Last year, Anniversary 7, we spent apart because Hugh had gone to Calgary for 8 weeks of school and I stayed in the Okanagan to bounce between our families and try to survive 8 weeks of single parenting. Hugh left on January 1st and to try to distract myself from feeling "poor me, poor me" I decided to reorganize my parents bookcase. It's a beautiful piece of furniture with great books and decorative items that just needed a little tlc. We rearranged the books according to size and colour and I moved the objets d'art around to give it more balance. I felt very satisfied with myself at the end and we had come across some great finds like some old books of mine from childhood and a wonderful book about the Yukon River and a book of Yukon poems by Robert Service. We even found a beautiful pair of pearl earrings right behind John Irving's book "A Prayer For Owen Meany". My mom and I both thought they were a gift for her from my stepdad that he had forgotten to give her at Christmas. There is usually always one gift in our family that gets forgotten about until turning up in some unlikely place.

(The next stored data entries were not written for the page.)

// HTTP request handlers
use axum::{
    Json,
    extract::{Path, Query, State, rejection::JsonRejection},
    http::StatusCode,
    response::IntoResponse,
};
use coach_score_shared::types::{Review, ReviewUpdate, VoteCounts};
use tracing::debug;

use crate::errors::ServiceError;
use crate::server::models::{
    CreateReviewRequest, CreateReviewResponse, CurrentVoteResponse, HasReviewedQuery,
    HasReviewedResponse, MessageResponse, VoteQuery, VoteRequest,
};
use crate::server::state::AppState;

/// Unwraps a JSON body, reporting malformed input as an invalid argument.
fn body<T>(payload: Result<Json<T>, JsonRejection>) -> Result<T, ServiceError> {
    payload
        .map(|Json(value)| value)
        .map_err(|rejection| ServiceError::invalid(rejection.body_text()))
}

/// Health check endpoint
pub async fn health_check() -> impl IntoResponse {
    (StatusCode::OK, "Coach Score is running")
}

/// Casts, switches or retracts the caller's vote and returns the new counters.
pub async fn cast_vote(
    State(state): State<AppState>,
    Path(review_id): Path<String>,
    payload: Result<Json<VoteRequest>, JsonRejection>,
) -> Result<Json<VoteCounts>, ServiceError> {
    let request = body(payload)?;
    debug!(review_id = %review_id, action = ?request.action, "Received vote request");

    let caller_id = request.caller_id();
    let counts = state
        .ledger
        .cast_vote(caller_id.as_deref(), &review_id, request.action())
        .await?;
    Ok(Json(counts))
}

pub async fn current_vote(
    State(state): State<AppState>,
    Path(review_id): Path<String>,
    Query(query): Query<VoteQuery>,
) -> Result<Json<CurrentVoteResponse>, ServiceError> {
    let direction = state
        .ledger
        .current_vote(query.user_id.as_deref(), &review_id)
        .await?;
    Ok(Json(CurrentVoteResponse { direction }))
}

pub async fn create_review(
    State(state): State<AppState>,
    payload: Result<Json<CreateReviewRequest>, JsonRejection>,
) -> Result<impl IntoResponse, ServiceError> {
    let request = body(payload)?;
    let review = state.reviews.create_review(request.into()).await?;
    Ok((
        StatusCode::CREATED,
        Json(CreateReviewResponse {
            review_id: review.review_id,
        }),
    ))
}

pub async fn has_reviewed(
    State(state): State<AppState>,
    Query(query): Query<HasReviewedQuery>,
) -> Result<Json<HasReviewedResponse>, ServiceError> {
    let has_reviewed = state
        .reviews
        .has_reviewed(&query.coach_id, &query.user_id)
        .await?;
    Ok(Json(HasReviewedResponse { has_reviewed }))
}

pub async fn get_review(
    State(state): State<AppState>,
    Path(review_id): Path<String>,
) -> Result<Json<Review>, ServiceError> {
    Ok(Json(state.reviews.get_review(&review_id).await?))
}

pub async fn update_review(
    State(state): State<AppState>,
    Path(review_id): Path<String>,
    payload: Result<Json<ReviewUpdate>, JsonRejection>,
) -> Result<Json<Review>, ServiceError> {
    let update = body(payload)?;
    Ok(Json(state.reviews.update_review(&review_id, update).await?))
}

pub async fn delete_review(
    State(state): State<AppState>,
    Path(review_id): Path<String>,
) -> Result<Json<MessageResponse>, ServiceError> {
    state.reviews.delete_review(&review_id).await?;
    Ok(Json(MessageResponse {
        message: "Review deleted successfully".to_string(),
    }))
}

pub async fn reviews_by_user(
    State(state): State<AppState>,
    Path(user_id): Path<String>,
) -> Result<Json<Vec<Review>>, ServiceError> {
    Ok(Json(state.reviews.reviews_by_user(&user_id).await?))
}
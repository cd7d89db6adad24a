use serde::{Deserialize, Serialize};
use std::{fmt, str::FromStr};
use thiserror::Error;

/// The two-valued choice a vote on a review can take.
#[derive(Clone, Copy, Debug, Serialize, Deserialize, PartialEq, Eq, Hash)]
#[serde(rename_all = "lowercase")]
pub enum Direction {
    /// A positive endorsement of the review.
    Like,
    /// A negative endorsement of the review.
    Dislike,
}

/// Returned when a string is neither `like` nor `dislike`.
#[derive(Debug, Clone, Error, PartialEq, Eq)]
#[error("Invalid vote direction: {0}")]
pub struct ParseDirectionError(pub String);

impl Direction {
    pub fn as_str(self) -> &'static str {
        match self {
            Direction::Like => "like",
            Direction::Dislike => "dislike",
        }
    }

    /// Storage code persisted in the `direction` column.
    pub fn as_code(self) -> i16 {
        match self {
            Direction::Like => 0,
            Direction::Dislike => 1,
        }
    }

    pub fn from_code(code: i16) -> Option<Self> {
        match code {
            0 => Some(Direction::Like),
            1 => Some(Direction::Dislike),
            _ => None,
        }
    }
}

impl FromStr for Direction {
    type Err = ParseDirectionError;

    fn from_str(value: &str) -> Result<Self, Self::Err> {
        match value {
            "like" => Ok(Direction::Like),
            "dislike" => Ok(Direction::Dislike),
            other => Err(ParseDirectionError(other.to_string())),
        }
    }
}

impl fmt::Display for Direction {
    fn fmt(&self, f: &mut fmt::Formatter<'_>) -> fmt::Result {
        f.write_str(self.as_str())
    }
}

Anyway, the day of our anniversary my parents gave me a card that Hugh had left behind for me. Can you believe the forethought? In the midst of packing up 2 months worth of stuff, plus getting everything bought, wrapped, and packed for Christmas, plus getting everything finalized for school, Hugh had thought of our anniversary and bought me a card. In advance. I was highly impressed. In the card he told me he would call that night with info on my gift. In addition to all the forethought required for the card he had even gotten me a gift! The only other time Hugh and I have exchanged gifts on January 8th was our wedding day. I was even more impressed and, since I absolutely love presents, very excited. When Hugh called me that night he said, "okay I've hidden a gift in your parents house. Walk over to the bookshelf. Now look for a book. It should be on the left side. It's called, 'A Prayer For Owen Meany...'"

Of all the things Hugh thought I might do between the 1st and the 8th of January, reorganizing my parents bookshelf wasn't one of them. My mom and I had both meant to ask Jay about those earrings but had forgotten about them and since I didn't know they were for me I was still surprised and very touched at the effort he went to in arranging it all in advance. And as if the earrings weren't memorable enough, I was also pregnant.

Which brings us up to this year. Anniversary 8. This year Hugh is on the couch recovering from a vasectomy. (No more anniversary babies for us!) And I am on the couch recovering from another day with 3 year old twins and a 3 month old baby. We didn't exchange gifts and we didn't even get each other cards. And frankly it doesn't even matter. We have beautiful, happy, healthy kids and we have each other. And that is all we need.

Although I am still hoping for a Mediterranean cruise. Maybe next year?